[Task to carry out]: Below are the records; copy each line in which "VecDeque" can be found.

##### Records shown

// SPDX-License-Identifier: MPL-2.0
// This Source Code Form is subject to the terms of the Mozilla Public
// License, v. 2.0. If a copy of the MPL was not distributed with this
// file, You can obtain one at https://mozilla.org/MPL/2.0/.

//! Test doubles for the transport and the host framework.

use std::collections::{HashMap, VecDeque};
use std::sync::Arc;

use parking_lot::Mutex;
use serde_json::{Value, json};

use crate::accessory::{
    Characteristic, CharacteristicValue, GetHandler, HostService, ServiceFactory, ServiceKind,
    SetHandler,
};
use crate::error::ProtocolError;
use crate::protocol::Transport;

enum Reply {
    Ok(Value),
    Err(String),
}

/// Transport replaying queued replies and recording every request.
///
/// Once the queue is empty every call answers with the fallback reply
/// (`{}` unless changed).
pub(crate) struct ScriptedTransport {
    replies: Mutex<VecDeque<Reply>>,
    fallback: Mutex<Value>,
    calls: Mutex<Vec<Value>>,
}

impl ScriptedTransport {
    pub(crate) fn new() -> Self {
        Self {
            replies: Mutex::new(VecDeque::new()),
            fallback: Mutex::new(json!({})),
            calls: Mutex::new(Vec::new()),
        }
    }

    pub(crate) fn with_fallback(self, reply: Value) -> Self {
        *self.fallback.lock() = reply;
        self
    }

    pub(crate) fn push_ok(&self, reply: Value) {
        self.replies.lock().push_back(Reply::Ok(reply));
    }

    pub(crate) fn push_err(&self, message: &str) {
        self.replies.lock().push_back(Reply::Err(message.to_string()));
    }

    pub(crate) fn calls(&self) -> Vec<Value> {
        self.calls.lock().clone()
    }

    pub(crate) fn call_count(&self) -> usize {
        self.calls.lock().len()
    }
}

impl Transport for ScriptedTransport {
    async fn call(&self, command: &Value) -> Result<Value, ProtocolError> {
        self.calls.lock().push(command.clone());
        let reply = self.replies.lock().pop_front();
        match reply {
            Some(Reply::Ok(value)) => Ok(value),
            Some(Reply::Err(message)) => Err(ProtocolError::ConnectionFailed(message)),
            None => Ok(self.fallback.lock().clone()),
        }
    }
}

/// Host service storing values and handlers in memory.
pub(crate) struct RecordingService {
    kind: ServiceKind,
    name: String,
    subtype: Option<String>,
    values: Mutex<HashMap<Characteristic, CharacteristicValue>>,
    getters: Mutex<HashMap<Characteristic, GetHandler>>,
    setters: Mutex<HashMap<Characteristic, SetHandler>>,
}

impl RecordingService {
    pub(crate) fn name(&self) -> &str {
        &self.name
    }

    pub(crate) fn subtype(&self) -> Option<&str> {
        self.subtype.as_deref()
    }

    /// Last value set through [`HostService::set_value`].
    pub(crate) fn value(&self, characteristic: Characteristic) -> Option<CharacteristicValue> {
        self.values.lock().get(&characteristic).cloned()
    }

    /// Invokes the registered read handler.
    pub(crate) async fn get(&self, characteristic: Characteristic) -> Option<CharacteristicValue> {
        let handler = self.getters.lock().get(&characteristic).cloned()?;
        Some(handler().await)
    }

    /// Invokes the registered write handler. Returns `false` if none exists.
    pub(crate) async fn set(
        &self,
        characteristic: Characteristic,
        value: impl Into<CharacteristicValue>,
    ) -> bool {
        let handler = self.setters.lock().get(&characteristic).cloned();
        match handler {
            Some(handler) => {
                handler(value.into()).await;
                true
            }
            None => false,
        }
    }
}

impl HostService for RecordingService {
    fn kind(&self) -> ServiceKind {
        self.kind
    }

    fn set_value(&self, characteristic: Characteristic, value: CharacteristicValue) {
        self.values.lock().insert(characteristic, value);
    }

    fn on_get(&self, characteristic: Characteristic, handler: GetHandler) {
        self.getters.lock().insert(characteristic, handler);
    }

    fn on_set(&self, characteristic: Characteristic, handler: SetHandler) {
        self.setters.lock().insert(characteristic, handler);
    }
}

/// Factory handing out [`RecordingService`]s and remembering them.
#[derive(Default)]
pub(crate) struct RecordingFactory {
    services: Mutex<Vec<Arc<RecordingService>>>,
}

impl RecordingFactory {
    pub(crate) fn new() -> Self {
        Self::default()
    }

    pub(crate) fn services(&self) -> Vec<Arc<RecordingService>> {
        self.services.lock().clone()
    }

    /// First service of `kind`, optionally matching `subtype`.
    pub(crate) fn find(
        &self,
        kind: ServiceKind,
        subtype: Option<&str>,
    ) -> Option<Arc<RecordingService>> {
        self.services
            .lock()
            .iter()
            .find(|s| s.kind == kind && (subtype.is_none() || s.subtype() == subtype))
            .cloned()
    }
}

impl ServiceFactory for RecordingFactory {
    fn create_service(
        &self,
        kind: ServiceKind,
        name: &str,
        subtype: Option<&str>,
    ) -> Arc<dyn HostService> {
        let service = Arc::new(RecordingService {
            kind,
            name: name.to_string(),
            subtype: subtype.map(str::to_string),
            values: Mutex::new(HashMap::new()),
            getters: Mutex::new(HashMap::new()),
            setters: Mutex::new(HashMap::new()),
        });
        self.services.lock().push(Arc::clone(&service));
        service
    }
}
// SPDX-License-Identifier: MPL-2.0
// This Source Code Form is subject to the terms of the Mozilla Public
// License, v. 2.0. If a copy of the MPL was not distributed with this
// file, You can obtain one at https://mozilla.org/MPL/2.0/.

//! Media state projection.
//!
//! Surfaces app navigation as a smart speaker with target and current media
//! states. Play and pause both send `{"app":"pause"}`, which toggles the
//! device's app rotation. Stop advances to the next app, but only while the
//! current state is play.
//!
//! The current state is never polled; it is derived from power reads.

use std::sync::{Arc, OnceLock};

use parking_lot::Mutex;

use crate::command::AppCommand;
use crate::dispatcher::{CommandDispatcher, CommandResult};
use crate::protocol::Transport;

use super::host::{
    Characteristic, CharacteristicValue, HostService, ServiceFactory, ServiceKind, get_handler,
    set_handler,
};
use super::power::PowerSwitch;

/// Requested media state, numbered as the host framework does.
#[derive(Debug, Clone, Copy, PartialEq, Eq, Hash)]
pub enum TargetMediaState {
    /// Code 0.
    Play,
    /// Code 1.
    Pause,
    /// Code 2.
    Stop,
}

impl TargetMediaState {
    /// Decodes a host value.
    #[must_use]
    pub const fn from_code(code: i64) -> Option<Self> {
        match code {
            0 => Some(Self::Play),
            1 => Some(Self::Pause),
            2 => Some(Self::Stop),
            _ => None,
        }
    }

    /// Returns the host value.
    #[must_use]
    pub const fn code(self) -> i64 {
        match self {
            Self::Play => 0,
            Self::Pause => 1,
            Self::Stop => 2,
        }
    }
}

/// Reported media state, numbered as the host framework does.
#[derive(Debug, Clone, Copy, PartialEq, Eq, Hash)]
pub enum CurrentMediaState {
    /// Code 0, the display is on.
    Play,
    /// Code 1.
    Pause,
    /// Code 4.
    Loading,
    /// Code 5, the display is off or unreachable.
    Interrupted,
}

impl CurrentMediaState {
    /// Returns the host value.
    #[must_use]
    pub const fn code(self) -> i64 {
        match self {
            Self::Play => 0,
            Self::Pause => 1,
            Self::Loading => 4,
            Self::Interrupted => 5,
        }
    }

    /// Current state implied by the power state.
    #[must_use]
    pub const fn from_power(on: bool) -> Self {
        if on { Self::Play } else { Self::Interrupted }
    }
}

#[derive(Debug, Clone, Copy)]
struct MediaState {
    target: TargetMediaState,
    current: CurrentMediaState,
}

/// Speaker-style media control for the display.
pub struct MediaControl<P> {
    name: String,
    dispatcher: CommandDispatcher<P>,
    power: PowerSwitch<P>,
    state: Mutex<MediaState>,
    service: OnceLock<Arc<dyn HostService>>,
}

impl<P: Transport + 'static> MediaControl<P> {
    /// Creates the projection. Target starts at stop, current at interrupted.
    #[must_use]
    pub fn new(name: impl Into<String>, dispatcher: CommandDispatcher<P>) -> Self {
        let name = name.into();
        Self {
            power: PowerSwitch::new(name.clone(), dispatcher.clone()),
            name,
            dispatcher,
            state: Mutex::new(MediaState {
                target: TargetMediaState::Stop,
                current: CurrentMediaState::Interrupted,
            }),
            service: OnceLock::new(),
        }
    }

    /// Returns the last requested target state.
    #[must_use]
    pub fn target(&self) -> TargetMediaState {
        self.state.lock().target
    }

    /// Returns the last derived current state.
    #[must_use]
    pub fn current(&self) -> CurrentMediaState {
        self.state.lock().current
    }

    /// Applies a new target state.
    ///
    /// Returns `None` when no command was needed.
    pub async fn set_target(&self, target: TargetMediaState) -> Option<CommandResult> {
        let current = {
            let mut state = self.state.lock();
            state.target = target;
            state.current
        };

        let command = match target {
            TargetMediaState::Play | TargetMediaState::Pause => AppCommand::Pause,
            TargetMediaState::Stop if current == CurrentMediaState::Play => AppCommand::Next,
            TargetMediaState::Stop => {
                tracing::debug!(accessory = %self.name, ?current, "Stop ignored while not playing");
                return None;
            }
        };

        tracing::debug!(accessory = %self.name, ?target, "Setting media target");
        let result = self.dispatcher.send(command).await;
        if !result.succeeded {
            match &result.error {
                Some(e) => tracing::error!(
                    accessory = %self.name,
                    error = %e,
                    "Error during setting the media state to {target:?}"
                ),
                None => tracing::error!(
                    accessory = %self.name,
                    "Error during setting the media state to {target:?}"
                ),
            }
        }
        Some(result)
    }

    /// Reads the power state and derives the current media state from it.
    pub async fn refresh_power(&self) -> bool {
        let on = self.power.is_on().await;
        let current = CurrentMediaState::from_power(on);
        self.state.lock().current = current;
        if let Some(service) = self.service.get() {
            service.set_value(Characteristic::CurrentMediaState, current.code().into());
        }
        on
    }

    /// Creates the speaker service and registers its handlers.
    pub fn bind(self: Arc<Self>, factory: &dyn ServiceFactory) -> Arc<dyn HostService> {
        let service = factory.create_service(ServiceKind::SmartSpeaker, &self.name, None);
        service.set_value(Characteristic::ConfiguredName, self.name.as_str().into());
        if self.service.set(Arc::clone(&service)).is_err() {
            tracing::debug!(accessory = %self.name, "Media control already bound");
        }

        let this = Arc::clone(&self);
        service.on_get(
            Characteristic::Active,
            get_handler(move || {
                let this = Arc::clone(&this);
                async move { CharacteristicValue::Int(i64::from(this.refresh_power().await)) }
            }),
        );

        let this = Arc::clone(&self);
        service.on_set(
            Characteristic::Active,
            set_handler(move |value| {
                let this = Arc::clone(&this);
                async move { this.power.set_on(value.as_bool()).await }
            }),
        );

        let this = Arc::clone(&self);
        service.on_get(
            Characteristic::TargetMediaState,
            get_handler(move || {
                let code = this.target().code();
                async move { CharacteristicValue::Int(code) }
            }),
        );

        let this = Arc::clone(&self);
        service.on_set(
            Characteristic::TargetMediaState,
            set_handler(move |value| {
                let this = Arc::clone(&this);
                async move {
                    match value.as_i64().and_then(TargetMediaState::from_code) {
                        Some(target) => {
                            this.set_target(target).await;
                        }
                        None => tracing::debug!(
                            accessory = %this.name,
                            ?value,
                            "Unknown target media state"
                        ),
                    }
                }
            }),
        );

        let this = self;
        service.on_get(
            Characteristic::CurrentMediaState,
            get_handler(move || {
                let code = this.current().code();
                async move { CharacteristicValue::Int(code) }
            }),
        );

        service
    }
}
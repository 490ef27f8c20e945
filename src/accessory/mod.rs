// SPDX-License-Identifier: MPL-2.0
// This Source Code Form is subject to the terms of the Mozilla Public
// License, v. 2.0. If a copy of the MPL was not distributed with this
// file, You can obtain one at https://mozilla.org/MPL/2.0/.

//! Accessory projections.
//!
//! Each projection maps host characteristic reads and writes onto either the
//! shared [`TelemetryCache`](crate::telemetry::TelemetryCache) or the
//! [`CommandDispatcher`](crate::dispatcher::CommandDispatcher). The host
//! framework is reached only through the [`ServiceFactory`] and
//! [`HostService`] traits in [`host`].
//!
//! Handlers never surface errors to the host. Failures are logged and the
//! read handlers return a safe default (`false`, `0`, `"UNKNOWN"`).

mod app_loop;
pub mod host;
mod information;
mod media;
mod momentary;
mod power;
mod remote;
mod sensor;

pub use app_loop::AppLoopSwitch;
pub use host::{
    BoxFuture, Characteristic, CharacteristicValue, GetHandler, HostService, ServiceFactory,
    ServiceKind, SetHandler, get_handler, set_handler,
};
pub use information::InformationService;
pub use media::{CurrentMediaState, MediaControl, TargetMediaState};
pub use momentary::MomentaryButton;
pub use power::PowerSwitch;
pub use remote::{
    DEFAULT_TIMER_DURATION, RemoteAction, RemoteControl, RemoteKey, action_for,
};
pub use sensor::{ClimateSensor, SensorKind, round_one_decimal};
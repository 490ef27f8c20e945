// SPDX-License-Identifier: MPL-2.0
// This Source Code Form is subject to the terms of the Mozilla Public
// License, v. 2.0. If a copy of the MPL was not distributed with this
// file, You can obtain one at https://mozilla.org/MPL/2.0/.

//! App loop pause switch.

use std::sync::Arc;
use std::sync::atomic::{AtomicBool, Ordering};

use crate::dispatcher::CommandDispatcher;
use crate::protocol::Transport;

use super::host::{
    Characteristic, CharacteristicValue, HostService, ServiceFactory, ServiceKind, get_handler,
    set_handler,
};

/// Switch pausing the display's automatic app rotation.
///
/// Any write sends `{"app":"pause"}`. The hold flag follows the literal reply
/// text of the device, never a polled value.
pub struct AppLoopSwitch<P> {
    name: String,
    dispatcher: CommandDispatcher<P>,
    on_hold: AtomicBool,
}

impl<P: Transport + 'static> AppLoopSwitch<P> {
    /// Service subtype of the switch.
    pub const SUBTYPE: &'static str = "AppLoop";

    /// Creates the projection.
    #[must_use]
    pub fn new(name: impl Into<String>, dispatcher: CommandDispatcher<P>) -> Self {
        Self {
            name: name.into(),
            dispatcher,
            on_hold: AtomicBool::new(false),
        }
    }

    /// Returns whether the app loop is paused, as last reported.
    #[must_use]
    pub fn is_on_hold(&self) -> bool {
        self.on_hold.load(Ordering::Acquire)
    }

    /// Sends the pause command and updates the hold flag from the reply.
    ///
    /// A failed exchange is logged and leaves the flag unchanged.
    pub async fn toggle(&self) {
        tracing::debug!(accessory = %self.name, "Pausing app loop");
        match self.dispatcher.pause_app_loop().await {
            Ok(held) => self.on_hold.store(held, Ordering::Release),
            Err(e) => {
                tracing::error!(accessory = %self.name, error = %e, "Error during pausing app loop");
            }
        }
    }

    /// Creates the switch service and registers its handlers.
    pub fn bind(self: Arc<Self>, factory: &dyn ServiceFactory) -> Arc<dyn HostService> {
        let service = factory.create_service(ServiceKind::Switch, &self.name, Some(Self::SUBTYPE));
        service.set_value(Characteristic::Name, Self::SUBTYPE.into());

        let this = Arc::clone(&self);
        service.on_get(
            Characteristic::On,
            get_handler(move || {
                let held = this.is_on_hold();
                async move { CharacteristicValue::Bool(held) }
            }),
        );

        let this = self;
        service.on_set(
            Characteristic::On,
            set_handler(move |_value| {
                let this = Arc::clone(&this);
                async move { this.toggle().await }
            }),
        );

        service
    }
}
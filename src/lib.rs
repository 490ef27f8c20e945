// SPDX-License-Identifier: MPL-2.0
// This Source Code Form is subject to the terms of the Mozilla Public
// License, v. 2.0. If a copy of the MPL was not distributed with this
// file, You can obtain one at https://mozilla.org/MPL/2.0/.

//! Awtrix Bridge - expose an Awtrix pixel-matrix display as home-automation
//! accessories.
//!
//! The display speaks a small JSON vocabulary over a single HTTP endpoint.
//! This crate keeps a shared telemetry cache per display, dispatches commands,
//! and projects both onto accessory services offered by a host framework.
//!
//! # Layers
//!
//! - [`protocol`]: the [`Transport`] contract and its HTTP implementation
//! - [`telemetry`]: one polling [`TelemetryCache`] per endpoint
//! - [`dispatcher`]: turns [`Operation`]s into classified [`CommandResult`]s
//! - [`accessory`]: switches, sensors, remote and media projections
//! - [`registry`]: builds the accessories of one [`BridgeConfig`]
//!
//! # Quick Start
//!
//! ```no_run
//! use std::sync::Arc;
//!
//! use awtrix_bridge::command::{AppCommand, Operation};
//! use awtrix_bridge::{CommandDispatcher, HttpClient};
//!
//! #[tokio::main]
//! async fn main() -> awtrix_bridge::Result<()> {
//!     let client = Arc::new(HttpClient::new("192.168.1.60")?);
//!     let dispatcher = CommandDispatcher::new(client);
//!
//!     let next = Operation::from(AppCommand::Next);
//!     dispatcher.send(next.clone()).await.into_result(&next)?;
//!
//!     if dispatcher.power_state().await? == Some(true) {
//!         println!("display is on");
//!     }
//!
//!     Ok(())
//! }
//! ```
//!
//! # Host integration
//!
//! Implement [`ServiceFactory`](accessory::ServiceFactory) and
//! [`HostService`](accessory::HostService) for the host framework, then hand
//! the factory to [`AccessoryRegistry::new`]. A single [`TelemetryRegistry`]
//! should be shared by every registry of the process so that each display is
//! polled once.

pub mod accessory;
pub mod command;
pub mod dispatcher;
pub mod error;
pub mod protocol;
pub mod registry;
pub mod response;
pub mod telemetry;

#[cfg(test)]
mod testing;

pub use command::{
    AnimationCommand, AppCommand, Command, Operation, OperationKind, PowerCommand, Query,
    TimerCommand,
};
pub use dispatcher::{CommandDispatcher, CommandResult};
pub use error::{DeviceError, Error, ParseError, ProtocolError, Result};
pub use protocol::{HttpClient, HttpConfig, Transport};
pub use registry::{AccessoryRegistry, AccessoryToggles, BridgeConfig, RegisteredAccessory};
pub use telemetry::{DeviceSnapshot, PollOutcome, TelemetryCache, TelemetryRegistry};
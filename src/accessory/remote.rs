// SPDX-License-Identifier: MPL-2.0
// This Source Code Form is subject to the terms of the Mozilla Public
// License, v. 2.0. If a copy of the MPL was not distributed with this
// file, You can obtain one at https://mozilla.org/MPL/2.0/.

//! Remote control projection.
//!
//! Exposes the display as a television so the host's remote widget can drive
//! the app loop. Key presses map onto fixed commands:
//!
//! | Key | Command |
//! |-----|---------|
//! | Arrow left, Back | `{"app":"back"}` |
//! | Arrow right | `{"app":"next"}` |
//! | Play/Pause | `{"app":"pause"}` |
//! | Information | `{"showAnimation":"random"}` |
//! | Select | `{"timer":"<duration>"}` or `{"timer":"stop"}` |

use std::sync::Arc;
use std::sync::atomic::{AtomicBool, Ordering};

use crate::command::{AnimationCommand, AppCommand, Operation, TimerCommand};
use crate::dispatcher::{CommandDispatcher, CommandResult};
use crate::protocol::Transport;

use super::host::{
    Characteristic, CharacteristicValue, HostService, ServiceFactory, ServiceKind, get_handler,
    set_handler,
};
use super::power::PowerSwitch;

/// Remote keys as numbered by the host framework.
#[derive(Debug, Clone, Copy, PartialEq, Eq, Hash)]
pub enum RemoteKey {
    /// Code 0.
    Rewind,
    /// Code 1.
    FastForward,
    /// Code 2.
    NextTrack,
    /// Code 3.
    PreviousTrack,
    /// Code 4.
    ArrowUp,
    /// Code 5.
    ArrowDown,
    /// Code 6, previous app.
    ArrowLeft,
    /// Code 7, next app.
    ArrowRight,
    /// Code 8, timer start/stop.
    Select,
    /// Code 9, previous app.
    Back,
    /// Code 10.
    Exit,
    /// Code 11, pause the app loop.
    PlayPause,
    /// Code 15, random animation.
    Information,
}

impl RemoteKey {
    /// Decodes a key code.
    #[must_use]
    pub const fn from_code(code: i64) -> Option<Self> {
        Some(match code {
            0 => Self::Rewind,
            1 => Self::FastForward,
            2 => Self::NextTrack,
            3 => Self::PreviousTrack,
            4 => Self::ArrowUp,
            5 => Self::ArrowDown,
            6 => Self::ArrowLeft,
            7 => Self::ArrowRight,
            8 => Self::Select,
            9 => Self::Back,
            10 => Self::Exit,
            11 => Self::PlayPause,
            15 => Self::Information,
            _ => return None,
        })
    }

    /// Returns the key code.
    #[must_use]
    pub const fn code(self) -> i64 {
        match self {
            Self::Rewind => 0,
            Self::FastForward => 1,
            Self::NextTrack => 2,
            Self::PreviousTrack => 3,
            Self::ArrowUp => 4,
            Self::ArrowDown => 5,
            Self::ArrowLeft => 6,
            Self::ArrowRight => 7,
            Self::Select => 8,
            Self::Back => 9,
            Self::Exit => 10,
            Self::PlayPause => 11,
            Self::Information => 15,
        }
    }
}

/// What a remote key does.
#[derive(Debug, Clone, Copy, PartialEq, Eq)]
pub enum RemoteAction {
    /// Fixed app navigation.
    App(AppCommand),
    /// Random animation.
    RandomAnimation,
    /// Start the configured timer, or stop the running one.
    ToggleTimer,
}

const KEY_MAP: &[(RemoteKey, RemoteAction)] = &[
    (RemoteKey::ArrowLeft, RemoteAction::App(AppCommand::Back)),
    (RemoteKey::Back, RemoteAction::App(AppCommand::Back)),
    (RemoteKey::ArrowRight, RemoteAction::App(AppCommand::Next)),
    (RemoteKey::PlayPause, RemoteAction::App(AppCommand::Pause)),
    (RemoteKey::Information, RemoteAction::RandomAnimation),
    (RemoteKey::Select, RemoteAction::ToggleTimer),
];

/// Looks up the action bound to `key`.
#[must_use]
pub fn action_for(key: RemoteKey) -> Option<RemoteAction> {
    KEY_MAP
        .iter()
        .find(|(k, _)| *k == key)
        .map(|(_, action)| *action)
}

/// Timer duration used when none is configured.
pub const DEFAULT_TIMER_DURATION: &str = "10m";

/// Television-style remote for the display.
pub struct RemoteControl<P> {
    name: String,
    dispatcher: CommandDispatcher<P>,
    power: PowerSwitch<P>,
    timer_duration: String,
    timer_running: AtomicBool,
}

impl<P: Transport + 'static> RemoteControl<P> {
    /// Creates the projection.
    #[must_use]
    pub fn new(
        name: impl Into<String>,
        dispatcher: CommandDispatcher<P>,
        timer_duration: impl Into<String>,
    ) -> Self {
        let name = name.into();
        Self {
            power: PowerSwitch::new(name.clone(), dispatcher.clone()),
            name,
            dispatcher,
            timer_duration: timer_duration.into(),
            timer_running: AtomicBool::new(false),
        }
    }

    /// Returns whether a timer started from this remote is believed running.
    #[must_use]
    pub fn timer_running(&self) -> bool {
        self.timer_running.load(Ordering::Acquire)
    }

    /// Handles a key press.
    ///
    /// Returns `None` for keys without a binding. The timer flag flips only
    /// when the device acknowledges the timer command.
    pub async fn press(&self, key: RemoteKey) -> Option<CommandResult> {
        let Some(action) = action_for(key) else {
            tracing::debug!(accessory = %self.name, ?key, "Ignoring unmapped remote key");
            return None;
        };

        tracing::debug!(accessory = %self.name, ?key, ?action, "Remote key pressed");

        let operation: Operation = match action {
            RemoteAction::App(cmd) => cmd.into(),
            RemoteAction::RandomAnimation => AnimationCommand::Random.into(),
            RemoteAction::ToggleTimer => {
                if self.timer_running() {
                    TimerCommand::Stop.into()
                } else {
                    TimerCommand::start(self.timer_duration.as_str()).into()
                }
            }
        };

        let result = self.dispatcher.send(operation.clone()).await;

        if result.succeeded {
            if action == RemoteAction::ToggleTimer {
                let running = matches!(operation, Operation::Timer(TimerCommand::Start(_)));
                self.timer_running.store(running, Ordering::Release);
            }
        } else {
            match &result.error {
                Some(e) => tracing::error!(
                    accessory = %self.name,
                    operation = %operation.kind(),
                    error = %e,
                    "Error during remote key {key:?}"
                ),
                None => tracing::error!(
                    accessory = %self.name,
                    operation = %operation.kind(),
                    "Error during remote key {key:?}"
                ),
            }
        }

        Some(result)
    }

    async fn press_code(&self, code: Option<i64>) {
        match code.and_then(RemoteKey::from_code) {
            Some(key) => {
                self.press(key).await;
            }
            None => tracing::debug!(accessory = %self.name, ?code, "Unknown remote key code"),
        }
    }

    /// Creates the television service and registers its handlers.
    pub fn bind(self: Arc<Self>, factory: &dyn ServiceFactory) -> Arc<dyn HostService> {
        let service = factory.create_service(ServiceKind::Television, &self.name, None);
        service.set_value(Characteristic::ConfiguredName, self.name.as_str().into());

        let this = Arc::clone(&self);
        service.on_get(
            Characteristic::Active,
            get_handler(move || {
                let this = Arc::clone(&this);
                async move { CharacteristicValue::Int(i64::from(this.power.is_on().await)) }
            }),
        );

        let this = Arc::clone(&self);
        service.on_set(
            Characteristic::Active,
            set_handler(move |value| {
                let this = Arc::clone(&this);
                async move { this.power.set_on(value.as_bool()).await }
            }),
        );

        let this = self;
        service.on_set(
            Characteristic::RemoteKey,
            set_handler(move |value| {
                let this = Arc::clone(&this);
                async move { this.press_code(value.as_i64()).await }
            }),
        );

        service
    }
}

##########

[Reply to the exercise]:
use std::collections::{HashMap, VecDeque};
    replies: Mutex<VecDeque<Reply>>,
            replies: Mutex::new(VecDeque::new()),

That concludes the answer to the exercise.